FOTOS RICARDO MOURA
01 de Agosto de 2012
Varanda de Guita Charifker, amplamente registrada em suas pinturas e aquarelas
Foto Ricardo Moura
Como nos filmes, quando o herói adentra uma tenda enfeitiçada e se vê, surpreso, no saguão de um palácio. Nem tanto, mas é por aí a sensação de conhecer os quintais de Olinda. Acostumados que somos a transitar, sem nunca penetrar, na atmosfera da cidade alta, nem sempre nos atentamos à manifestação de um verde entre as frechas de um portão, ou de uma árvore que se ergue e faz as pontas dos galhos aparecerem sobre o telhado. Para os visitantes, Olinda só se exibe pela metade na conhecida silhueta que a transformou em Patrimônio Cultural da Humanidade (título concedido há 30 anos pela Unesco), enquanto guarda a outra metade do segredo para os moradores.

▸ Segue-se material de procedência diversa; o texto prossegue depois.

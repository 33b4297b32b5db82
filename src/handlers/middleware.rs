use axum::{
    body::Body,
    extract::Request,
    http::{header, HeaderValue},
    middleware::Next,
    response::Response,
};

/// CORS middleware for handling cross-origin requests
pub async fn cors_middleware(request: Request<Body>, next: Next) -> Response {
    let mut response = next.run(request).await;
    let headers = response.headers_mut();

    headers.insert(
        header::ACCESS_CONTROL_ALLOW_ORIGIN,
        HeaderValue::from_static("*"),
    );
    headers.insert(
        header::ACCESS_CONTROL_ALLOW_METHODS,
        HeaderValue::from_static("GET, OPTIONS"),
    );
    headers.insert(
        header::ACCESS_CONTROL_ALLOW_HEADERS,
        HeaderValue::from_static("Content-Type"),
    );
    headers.insert(
        header::ACCESS_CONTROL_MAX_AGE,
        HeaderValue::from_static("86400"),
    );

    response
}

/// Security headers middleware
pub async fn security_headers_middleware(request: Request<Body>, next: Next) -> Response {
    let mut response = next.run(request).await;
    let headers = response.headers_mut();

    headers.insert(
        header::X_CONTENT_TYPE_OPTIONS,
        HeaderValue::from_static("nosniff"),
    );
    headers.insert(header::X_FRAME_OPTIONS, HeaderValue::from_static("DENY"));
    headers.insert(
        header::REFERRER_POLICY,
        HeaderValue::from_static("strict-origin-when-cross-origin"),
    );
    headers.insert(
        header::CONTENT_SECURITY_POLICY,
        HeaderValue::from_static("default-src 'self'"),
    );

    response
}
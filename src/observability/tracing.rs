use opentelemetry::{global, KeyValue};
use opentelemetry_otlp::WithExportConfig;
use opentelemetry_sdk::{
    trace::{self, RandomIdGenerator, Sampler},
    Resource,
};
use std::time::Duration;
use thiserror::Error;
use tracing::{info, warn};
use tracing_subscriber::{
    fmt::format::FmtSpan, layer::SubscriberExt, util::SubscriberInitExt, EnvFilter,
};

use crate::config::ObservabilityConfig;

#[derive(Debug, Error)]
pub enum ObservabilityError {
    #[error("Failed to initialize OpenTelemetry: {0}")]
    OpenTelemetryInit(#[from] opentelemetry::trace::TraceError),
    #[error("Failed to initialize tracing subscriber: {0}")]
    TracingInit(String),
}

/// Initialize structured logging, plus OpenTelemetry export when an OTLP
/// endpoint is configured
pub fn init_observability(config: &ObservabilityConfig) -> Result<(), ObservabilityError> {
    let tracer = match config.otlp_endpoint.as_deref() {
        Some(endpoint) => Some(init_opentelemetry_tracer(
            &config.service_name,
            &config.service_version,
            endpoint,
        )?),
        None => None,
    };
    let opentelemetry_layer = tracer.map(|tracer| tracing_opentelemetry::layer().with_tracer(tracer));

    let env_filter = EnvFilter::try_from_default_env()
        .unwrap_or_else(|_| default_filter(&config.log_level).into());

    if config.enable_json_logging {
        let fmt_layer = tracing_subscriber::fmt::layer()
            .json()
            .with_current_span(false)
            .with_span_list(false)
            .with_target(false)
            .with_thread_ids(false)
            .with_thread_names(false)
            .with_level(true)
            .with_file(false)
            .with_line_number(false)
            .with_span_events(FmtSpan::NONE);

        tracing_subscriber::registry()
            .with(env_filter)
            .with(opentelemetry_layer)
            .with(fmt_layer)
            .try_init()
            .map_err(|e| ObservabilityError::TracingInit(e.to_string()))?;
    } else {
        tracing_subscriber::registry()
            .with(env_filter)
            .with(opentelemetry_layer)
            .with(
                tracing_subscriber::fmt::layer()
                    .with_target(false)
                    .with_thread_ids(false)
                    .with_thread_names(false)
                    .with_file(false)
                    .with_line_number(false)
                    .with_span_events(FmtSpan::NONE),
            )
            .try_init()
            .map_err(|e| ObservabilityError::TracingInit(e.to_string()))?;
    }

    info!(
        otlp = config.otlp_endpoint.is_some(),
        json = config.enable_json_logging,
        "Observability initialized for {} v{}",
        config.service_name,
        config.service_version
    );
    Ok(())
}

/// Log targets of the library and both binaries, independent of the
/// configured service name
const LOG_TARGETS: &[&str] = &["microshop_rs", "product_service", "cart_service", "tower_http"];

/// Filter used when `RUST_LOG` is not set
fn default_filter(log_level: &str) -> String {
    LOG_TARGETS
        .iter()
        .map(|target| format!("{}={}", target, log_level))
        .collect::<Vec<_>>()
        .join(",")
}

/// Extract the current trace ID from the active span context
pub fn get_current_trace_id() -> Option<String> {
    use opentelemetry::trace::TraceContextExt;
    use tracing_opentelemetry::OpenTelemetrySpanExt;

    let context = tracing::Span::current().context();
    let span = context.span();
    let span_context = span.span_context();

    if span_context.is_valid() {
        Some(span_context.trace_id().to_string())
    } else {
        None
    }
}

/// Log an error with the active trace ID attached when there is one
#[macro_export]
macro_rules! error_with_trace {
    ($($arg:tt)*) => {
        if let Some(trace_id) = $crate::observability::tracing::get_current_trace_id() {
            tracing::error!(trace_id = %trace_id, $($arg)*);
        } else {
            tracing::error!($($arg)*);
        }
    };
}

fn init_opentelemetry_tracer(
    service_name: &str,
    service_version: &str,
    otlp_endpoint: &str,
) -> Result<opentelemetry_sdk::trace::Tracer, ObservabilityError> {
    let resource = Resource::new(vec![
        KeyValue::new("service.name", service_name.to_string()),
        KeyValue::new("service.version", service_version.to_string()),
        KeyValue::new("service.namespace", "microshop"),
        KeyValue::new("telemetry.sdk.name", "opentelemetry"),
        KeyValue::new("telemetry.sdk.language", "rust"),
    ]);

    let exporter = opentelemetry_otlp::new_exporter()
        .tonic()
        .with_endpoint(otlp_endpoint);

    let tracer = opentelemetry_otlp::new_pipeline()
        .tracing()
        .with_exporter(exporter)
        .with_trace_config(
            trace::config()
                .with_sampler(Sampler::AlwaysOn)
                .with_id_generator(RandomIdGenerator::default())
                .with_max_events_per_span(64)
                .with_max_attributes_per_span(16)
                .with_resource(resource),
        )
        .with_batch_config(
            trace::BatchConfig::default()
                .with_max_queue_size(2048)
                .with_max_export_batch_size(512)
                .with_scheduled_delay(Duration::from_millis(500)),
        )
        .install_batch(opentelemetry_sdk::runtime::Tokio)?;

    Ok(tracer)
}

/// Shutdown observability gracefully with timeout
pub async fn shutdown_observability() {
    info!("Shutting down observability");

    // The provider flush blocks while spans are pending
    let shutdown_task = tokio::task::spawn_blocking(|| {
        global::shutdown_tracer_provider();
    });

    match tokio::time::timeout(Duration::from_secs(5), shutdown_task).await {
        Ok(Ok(())) => {
            info!("Observability shutdown completed successfully");
        }
        Ok(Err(e)) => {
            warn!("Error during observability shutdown: {}", e);
        }
        Err(_) => {
            warn!("Observability shutdown timed out after 5 seconds");
        }
    }
}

Evocando os versos de Carlos Pena Filho (Olinda é só para os olhos,/ Não se apalpa, é só desejo/ Ninguém diz: é lá que eu moro/ Diz somente: é lá que eu vejo), buscamos quem mora lá, que vê e apalpa uma Olinda fundada também na terra, com árvores, plantas, flores e frutos. A artista plástica Guita Charifker, por exemplo, é detentora de um dos quintais mais invejáveis da cidade; da Igreja de Nossa Senhora do Amparo até a Academia Santa Gertrudes, brota-lhe um verdadeiro matagal – incluindo bananeiras que dão banana toda semana e um cajuzeiro que nunca deu caju. “Eu adoro natureza, nunca morei num lugar que não tenha planta, por isso você vê que sai naturalmente no meu trabalho”, afirma a pintora, cultivadora de muitas mudinhas que, depois de 35 anos, já estão altas, bem mais próximas do céu.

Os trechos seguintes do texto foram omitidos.